Tradition be damned, the replacement of the 2 litre V Twin S&S pedestrian disemboweller with a 62bhp water cooled motor has done nothing but good for the three wheeler’s looks. In an on-stand chat with Morgan’s Head of Design Jonathan Wells, I was told that the styling is inspired by speed trials machines; belly-tankers, lakesters, and streamlined motorcycles, with which he has a fascination. The hard tonneau and offset headlight are part of that design ethos.
There’s plenty of surprise and delight, from the finned brass heatsink for the lithium batteries, to the Lucas magneto switch re-purposed as a drive selector. Wells shares my enthusiasm for the design advantages of electric drivetrains, notably the ability to achieve a very low centre of gravity. He also revealed that the EV3 is usefully cheaper to build than the internal combustion trike, although both will be sold at the same price.
I asked about sales targets. The Wells answer is that Morgan don’t know what to expect in terms of an electric / IC split. However, Steve Morris, Morgan’s MD earlier made much of a tie-up with Selfridges for marketing the EV3, suggesting that it is being pitched at a customer base outwith diehard Morgan traditionalists.

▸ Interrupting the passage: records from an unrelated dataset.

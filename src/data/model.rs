use glam::DVec3;
use serde::Serialize;
use serde_json::Value as JsonValue;

// ---------------------------------------------------------------------------
// Point3 – one checked sample direction
// ---------------------------------------------------------------------------

/// A single sample point / direction as stored in a sample file.
///
/// Vector maths happens on [`DVec3`]; this type only carries the `[x, y, z]`
/// file representation.
#[derive(Debug, Clone, Copy, PartialEq, Serialize)]
#[serde(into = "[f64; 3]")]
pub struct Point3 {
    pub x: f64,
    pub y: f64,
    pub z: f64,
}

impl Point3 {
    pub const fn new(x: f64, y: f64, z: f64) -> Self {
        Self { x, y, z }
    }
}

impl From<DVec3> for Point3 {
    fn from(v: DVec3) -> Self {
        Self::new(v.x, v.y, v.z)
    }
}

impl From<Point3> for DVec3 {
    fn from(p: Point3) -> Self {
        DVec3::new(p.x, p.y, p.z)
    }
}

impl From<Point3> for [f64; 3] {
    fn from(p: Point3) -> Self {
        [p.x, p.y, p.z]
    }
}

impl From<[f64; 3]> for Point3 {
    fn from([x, y, z]: [f64; 3]) -> Self {
        Self { x, y, z }
    }
}

// ---------------------------------------------------------------------------
// SampleSeries – one labelled collection, points still unchecked
// ---------------------------------------------------------------------------

/// One named collection as it appeared in the file.
///
/// Points are kept as raw JSON values; their shape is only checked when the
/// figure is built.
#[derive(Debug, Clone, PartialEq)]
pub struct SampleSeries {
    pub label: String,
    pub points: Vec<JsonValue>,
}

// ---------------------------------------------------------------------------
// SampleSet – the complete loaded file
// ---------------------------------------------------------------------------

/// All labelled collections, in file order.
#[derive(Debug, Clone, Default, PartialEq)]
pub struct SampleSet {
    series: Vec<SampleSeries>,
}

impl SampleSet {
    /// Build a set from series already in display order.
    ///
    /// Labels are expected to be unique; the loader gets that from the JSON
    /// object map, which keeps the last value of a repeated key.
    pub fn from_series(series: impl IntoIterator<Item = SampleSeries>) -> Self {
        SampleSet {
            series: series.into_iter().collect(),
        }
    }

    /// Number of labels.
    pub fn len(&self) -> usize {
        self.series.len()
    }

    pub fn is_empty(&self) -> bool {
        self.series.is_empty()
    }

    pub fn iter(&self) -> impl Iterator<Item = &SampleSeries> {
        self.series.iter()
    }

    pub fn labels(&self) -> impl Iterator<Item = &str> {
        self.series.iter().map(|s| s.label.as_str())
    }

    pub fn get(&self, label: &str) -> Option<&SampleSeries> {
        self.series.iter().find(|s| s.label == label)
    }

    /// Total number of raw points over every label.
    pub fn total_points(&self) -> usize {
        self.series.iter().map(|s| s.points.len()).sum()
    }
}

#[cfg(test)]
mod tests {
    use super::*;
    use serde_json::json;

    fn series(label: &str, points: Vec<JsonValue>) -> SampleSeries {
        SampleSeries {
            label: label.to_string(),
            points,
        }
    }

    #[test]
    fn keeps_insertion_order() {
        let set = SampleSet::from_series([
            series("zeta", vec![]),
            series("alpha", vec![json!([0, 0, 1])]),
            series("mid", vec![]),
        ]);
        let labels: Vec<&str> = set.labels().collect();
        assert_eq!(labels, ["zeta", "alpha", "mid"]);
        assert_eq!(set.total_points(), 1);
    }

    #[test]
    fn converts_to_and_from_dvec3() {
        let v = DVec3::new(0.25, -1.0, 3.5);
        let p = Point3::from(v);
        assert_eq!(p, Point3::new(0.25, -1.0, 3.5));
        assert_eq!(DVec3::from(p), v);
    }

    #[test]
    fn point_serializes_as_triple() {
        let text = serde_json::to_string(&Point3::new(1.0, -0.5, 0.25)).unwrap();
        assert_eq!(text, "[1.0,-0.5,0.25]");
    }
}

I don’t quite fit into that category, but I’ve been observing Morgan’s ups and downs over the last few years with interest. For a tiny manufacturer –fewer than 600 vehicles last year – it is astonishingly complex in its technologies, and diverse in its product range. Broadening the appeal of their diminutive cash-cow can only be a good thing; we should be thankful that they didn’t go down the Cayenne of Bentayga route.